Diane Levin, co-author of “So Sexy, So Soon: The New Sexualized Childhood and What Parents Can Do to Protect Their Kids,” will speak to parents, teachers and community members at Memorial High School at 7 p.m. on Thursday night. Levin will offer recommendations on how adults can help children navigate a culture where TV shows like Toddlers and Tiaras have shifted from the extreme to the mainstream. 

Levin is a professor at Boston’s Wheelock College, and has been featured on National Public Radio, ABC, NBC, and Fox television. Members of the Wisconsin Early Childhood Association recently invited Levin to Madison to discuss how sexualized media messages are manifested in the classroom and playground.

Jeanette Paulson, WECA director of workforce initiatives, said that Levin’s work offers important strategies for parents to help their children understand the disconnection between commercial values and the ones promoted by teachers and parents.

“It’s important to remember,” said Paulson, “that sexualization is different than sexuality.  We are sexual beings by nature.  Sexualization comes with the innuendos that are placed on those actions by society or those around them, and how children learn to respond.”

Paulson said that with the ubiquity of YouTube and internet browsing, children are receiving more messages at faster rates.  While action figures and video games may desensitize boys to violence, girls learn that self-worth is based on their appearance.

“I’m the parent of two girls who are 7 and 11,” Paulson said, “and I know that teachers and early childhood providers are asking the question, ‘how do we respond to this?  This is not OK.’  Doctors are spending a lot of time talking to parents about minimizing the use of television and the impact of commercials.  And I think that Levin will discuss some of those recommendations on Thursday.”

The following is an excerpt from a conversation between Madison Commons and Prof. Diane Levin:

MC: I’ve noticed that you include many specific examples of parent-child interactions for your argument in “So Sexy, So Soon.”  How did you do your research for this book?
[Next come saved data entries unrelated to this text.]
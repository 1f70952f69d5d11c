use testq::error::QueueError;
use testq::scheduler::{
    Completion, JobDescriptor, JobStatus, JobStore, Outcome, RetryPolicy, Scheduler, Target,
};
use uuid::Uuid;

fn descriptor(app_version_id: &str, test_path: &str, priority: i64) -> JobDescriptor {
    JobDescriptor {
        org_id: "qualgent".to_string(),
        app_version_id: app_version_id.to_string(),
        test_path: test_path.to_string(),
        priority,
        target: Target::Device,
    }
}

#[test]
fn test_insert_creates_queued_record() {
    let mut store = JobStore::new();
    let id = store.insert(descriptor("v1", "tests/login.spec.ts", 4), 2);

    let job = store.get(&id).unwrap();
    assert_eq!(job.id, id);
    assert_eq!(job.status, JobStatus::Queued);
    assert_eq!(job.retries, 0);
    assert_eq!(job.max_retries, 2);
    assert_eq!(job.priority, 4);
    assert_eq!(job.test_path, "tests/login.spec.ts");
    assert!(job.claimed_by.is_none());
    assert_eq!(store.len(), 1);
}

#[test]
fn test_ids_and_sequence_are_unique() {
    let mut store = JobStore::new();
    let ids: Vec<Uuid> = (0..50)
        .map(|i| store.insert(descriptor("v1", &format!("t{}", i), 1), 2))
        .collect();

    let mut unique = ids.clone();
    unique.sort();
    unique.dedup();
    assert_eq!(unique.len(), 50);

    let seqs: Vec<u64> = store.all_jobs().iter().map(|j| j.seq).collect();
    assert_eq!(seqs, (1..=50).collect::<Vec<u64>>());
}

#[test]
fn test_get_unknown_id() {
    let store = JobStore::new();
    assert!(store.get(&Uuid::new_v4()).is_none());
    assert!(store.is_empty());
}

#[test]
fn test_queued_by_app_version() {
    let mut store = JobStore::new();
    let a1 = store.insert(descriptor("v1", "a1", 1), 2);
    let _b1 = store.insert(descriptor("v2", "b1", 1), 2);
    let a2 = store.insert(descriptor("v1", "a2", 0), 2);

    let v1: Vec<Uuid> = store
        .queued_by_app_version("v1")
        .iter()
        .map(|j| j.id)
        .collect();
    assert_eq!(v1, vec![a1, a2]);
    assert_eq!(store.queued_by_app_version("v2").len(), 1);
    assert!(store.queued_by_app_version("v3").is_empty());
    assert_eq!(store.app_versions().collect::<Vec<_>>(), vec!["v1", "v2"]);
    assert_eq!(store.all_queued().len(), 3);

    // Claimed jobs drop out of the queued views but stay in the store.
    Scheduler::new().claim_next(&mut store, None).unwrap();
    assert_eq!(store.queued_by_app_version("v1").len(), 1);
    assert_eq!(store.all_queued().len(), 2);
    assert_eq!(store.len(), 3);
}

#[test]
fn test_claim_follows_priority() {
    let mut store = JobStore::new();
    let scheduler = Scheduler::new();
    let p5 = store.insert(descriptor("v1", "five", 5), 2);
    let p1 = store.insert(descriptor("v1", "one", 1), 2);
    let p3 = store.insert(descriptor("v2", "three", 3), 2);

    assert_eq!(scheduler.claim_next(&mut store, None).unwrap().id, p1);
    assert_eq!(scheduler.claim_next(&mut store, None).unwrap().id, p3);
    assert_eq!(scheduler.claim_next(&mut store, None).unwrap().id, p5);
    assert!(scheduler.claim_next(&mut store, None).is_none());
}

#[test]
fn test_claim_ties_break_by_submission_order() {
    let mut store = JobStore::new();
    let scheduler = Scheduler::new();
    // Spread across groups so group enumeration order cannot decide.
    let first = store.insert(descriptor("zeta", "first", 2), 2);
    let second = store.insert(descriptor("alpha", "second", 2), 2);
    let third = store.insert(descriptor("mid", "third", 2), 2);

    let order: Vec<Uuid> = std::iter::from_fn(|| scheduler.claim_next(&mut store, None))
        .map(|j| j.id)
        .collect();
    assert_eq!(order, vec![first, second, third]);
}

#[test]
fn test_negative_priority_dispatches_first() {
    let mut store = JobStore::new();
    store.insert(descriptor("v1", "normal", 1), 2);
    let urgent = store.insert(descriptor("v1", "urgent", -10), 2);

    let job = Scheduler::new().claim_next(&mut store, None).unwrap();
    assert_eq!(job.id, urgent);
}

#[test]
fn test_claim_marks_running_and_records_worker() {
    let mut store = JobStore::new();
    let id = store.insert(descriptor("v1", "t", 1), 2);

    let claimed = Scheduler::new()
        .claim_next(&mut store, Some("worker-7"))
        .unwrap();
    assert_eq!(claimed.status, JobStatus::Running);
    assert_eq!(claimed.claimed_by.as_deref(), Some("worker-7"));
    assert!(claimed.started_at.is_some());

    let stored = store.get(&id).unwrap();
    assert_eq!(stored.status, JobStatus::Running);
    assert_eq!(stored, &claimed);
}

#[test]
fn test_complete_passed() {
    let mut store = JobStore::new();
    let policy = RetryPolicy::default();
    let id = store.insert(descriptor("v1", "t", 1), policy.max_retries());
    Scheduler::new().claim_next(&mut store, None).unwrap();

    let completion = policy.complete(&mut store, &id, Outcome::Passed).unwrap();
    assert_eq!(completion, Completion::Passed);
    assert_eq!(completion.to_string(), "Job completed successfully");

    let job = store.get(&id).unwrap();
    assert_eq!(job.status, JobStatus::Passed);
    assert_eq!(job.retries, 0);
    assert!(job.completed_at.is_some());
}

#[test]
fn test_always_failing_job_exhausts_retries() {
    let mut store = JobStore::new();
    let scheduler = Scheduler::new();
    let policy = RetryPolicy::new(2);
    let id = store.insert(descriptor("v1", "flaky", 1), policy.max_retries());

    let mut observed = vec![(store.get(&id).unwrap().status, 0)];
    let mut messages = Vec::new();
    loop {
        let job = scheduler.claim_next(&mut store, None).unwrap();
        observed.push((job.status, job.retries));

        let completion = policy.complete(&mut store, &id, Outcome::Failed).unwrap();
        messages.push(completion.to_string());
        let job = store.get(&id).unwrap();
        observed.push((job.status, job.retries));
        assert!(job.retries <= job.max_retries);
        if job.status.is_terminal() {
            break;
        }
    }

    assert_eq!(
        observed,
        vec![
            (JobStatus::Queued, 0),
            (JobStatus::Running, 0),
            (JobStatus::Queued, 1),
            (JobStatus::Running, 1),
            (JobStatus::Queued, 2),
            (JobStatus::Running, 2),
            (JobStatus::Failed, 2),
        ]
    );
    assert_eq!(
        messages,
        vec![
            "Retrying job (attempt 1/2)",
            "Retrying job (attempt 2/2)",
            "Job failed after max retries",
        ]
    );
    assert!(scheduler.claim_next(&mut store, None).is_none());
}

#[test]
fn test_fail_once_then_pass() {
    let mut store = JobStore::new();
    let scheduler = Scheduler::new();
    let policy = RetryPolicy::default();
    let id = store.insert(descriptor("v1", "t", 1), policy.max_retries());

    scheduler.claim_next(&mut store, None).unwrap();
    let completion = policy.complete(&mut store, &id, Outcome::Failed).unwrap();
    assert_eq!(
        completion,
        Completion::Retrying {
            attempt: 1,
            max_retries: 2
        }
    );
    assert_eq!(store.get(&id).unwrap().status, JobStatus::Queued);

    scheduler.claim_next(&mut store, None).unwrap();
    policy.complete(&mut store, &id, Outcome::Passed).unwrap();

    let job = store.get(&id).unwrap();
    assert_eq!(job.status, JobStatus::Passed);
    assert_eq!(job.retries, 1);
}

#[test]
fn test_zero_retries_fails_immediately() {
    let mut store = JobStore::new();
    let policy = RetryPolicy::new(0);
    let id = store.insert(descriptor("v1", "t", 1), policy.max_retries());
    Scheduler::new().claim_next(&mut store, None).unwrap();

    let completion = policy.complete(&mut store, &id, Outcome::Failed).unwrap();
    assert_eq!(completion, Completion::Failed { max_retries: 0 });
    assert_eq!(store.get(&id).unwrap().status, JobStatus::Failed);
}

#[test]
fn test_retried_job_requeues_behind_earlier_same_priority_jobs() {
    let mut store = JobStore::new();
    let scheduler = Scheduler::new();
    let policy = RetryPolicy::default();
    let first = store.insert(descriptor("v1", "first", 1), 2);
    let second = store.insert(descriptor("v1", "second", 1), 2);

    assert_eq!(scheduler.claim_next(&mut store, None).unwrap().id, first);
    policy.complete(&mut store, &first, Outcome::Failed).unwrap();

    // The retry keeps its original submission slot.
    assert_eq!(scheduler.claim_next(&mut store, None).unwrap().id, first);
    assert_eq!(scheduler.claim_next(&mut store, None).unwrap().id, second);
}

#[test]
fn test_complete_rejects_non_running_jobs() {
    let mut store = JobStore::new();
    let policy = RetryPolicy::default();
    let id = store.insert(descriptor("v1", "t", 1), 2);

    // Still queued.
    for outcome in [Outcome::Passed, Outcome::Failed] {
        let before = store.get(&id).unwrap().clone();
        let err = policy.complete(&mut store, &id, outcome).unwrap_err();
        assert!(matches!(
            err,
            QueueError::InvalidTransition {
                from: JobStatus::Queued,
                ..
            }
        ));
        assert_eq!(store.get(&id).unwrap(), &before);
    }

    // Already terminal.
    Scheduler::new().claim_next(&mut store, None).unwrap();
    policy.complete(&mut store, &id, Outcome::Passed).unwrap();
    let before = store.get(&id).unwrap().clone();
    for outcome in [Outcome::Passed, Outcome::Failed] {
        let err = policy.complete(&mut store, &id, outcome).unwrap_err();
        assert!(matches!(
            err,
            QueueError::InvalidTransition {
                from: JobStatus::Passed,
                ..
            }
        ));
    }
    assert_eq!(store.get(&id).unwrap(), &before);
}

#[test]
fn test_duplicate_report_does_not_overwrite_retry() {
    let mut store = JobStore::new();
    let scheduler = Scheduler::new();
    let policy = RetryPolicy::default();
    let id = store.insert(descriptor("v1", "t", 1), 2);

    scheduler.claim_next(&mut store, None).unwrap();
    policy.complete(&mut store, &id, Outcome::Failed).unwrap();

    // A stale second report for the same run arrives after the re-queue.
    let err = policy.complete(&mut store, &id, Outcome::Passed).unwrap_err();
    assert!(matches!(err, QueueError::InvalidTransition { .. }));
    let job = store.get(&id).unwrap();
    assert_eq!(job.status, JobStatus::Queued);
    assert_eq!(job.retries, 1);
}

#[test]
fn test_complete_unknown_job() {
    let mut store = JobStore::new();
    let id = Uuid::new_v4();
    let err = RetryPolicy::default()
        .complete(&mut store, &id, Outcome::Passed)
        .unwrap_err();
    match err {
        QueueError::JobNotFound(missing) => assert_eq!(missing, id.to_string()),
        other => panic!("expected JobNotFound, got {:?}", other),
    }
}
DL: I did mostly qualitative research: interviewing people, getting their stories, finding out their experiences and what their struggles have been. I use of a lot of open-ended interviews to try to find out what’s going on for people.

MC: Let me play devil’s advocate.  I’m sure this conversation has taken place ever since TV first appeared.  Why revisit the argument that TV is a bad influence on children, and why do it now?

DL: This has been an issue that has expanded and expanded. And, yes, there were issues from the start.  But in fact, in the middle 80s, children’s television was deregulated. That was when it became possible to market whole lines of toys with TV shows for the first time.  The model for it was Star Wars.  Star Wars was very successful and the TV and toy industries wanted to get in on the action.  And they were successful in getting the Federal Communications Commission to deregulate children’s television.  Within one year of deregulation 9 of 10 best-selling toys had a TV show…

TV producers knew that little kids were subject to being lured into products for their gender because they were trying to figure out their gender—what it means to be a boy or a girl.  Marketers used that as a way of producing shows that could sell products...

What I argue is things are more gender-divided in terms of children’s play and appearance at younger and younger ages than at any other point in the last 100 years... Things are much more divided by violence for boys and appearance and sexiness for little girls than before the women’s movement.  Things are much worse now.

A lot of what I’ll be talking about in Madison is what we can do, how we can really connect with kids around what they’re seeing, how can we influence the messages that they’re getting, the lessons that they’re learning…in the midst of all this objectification and violence.

MC: So what are some of the things we can do to help the situation?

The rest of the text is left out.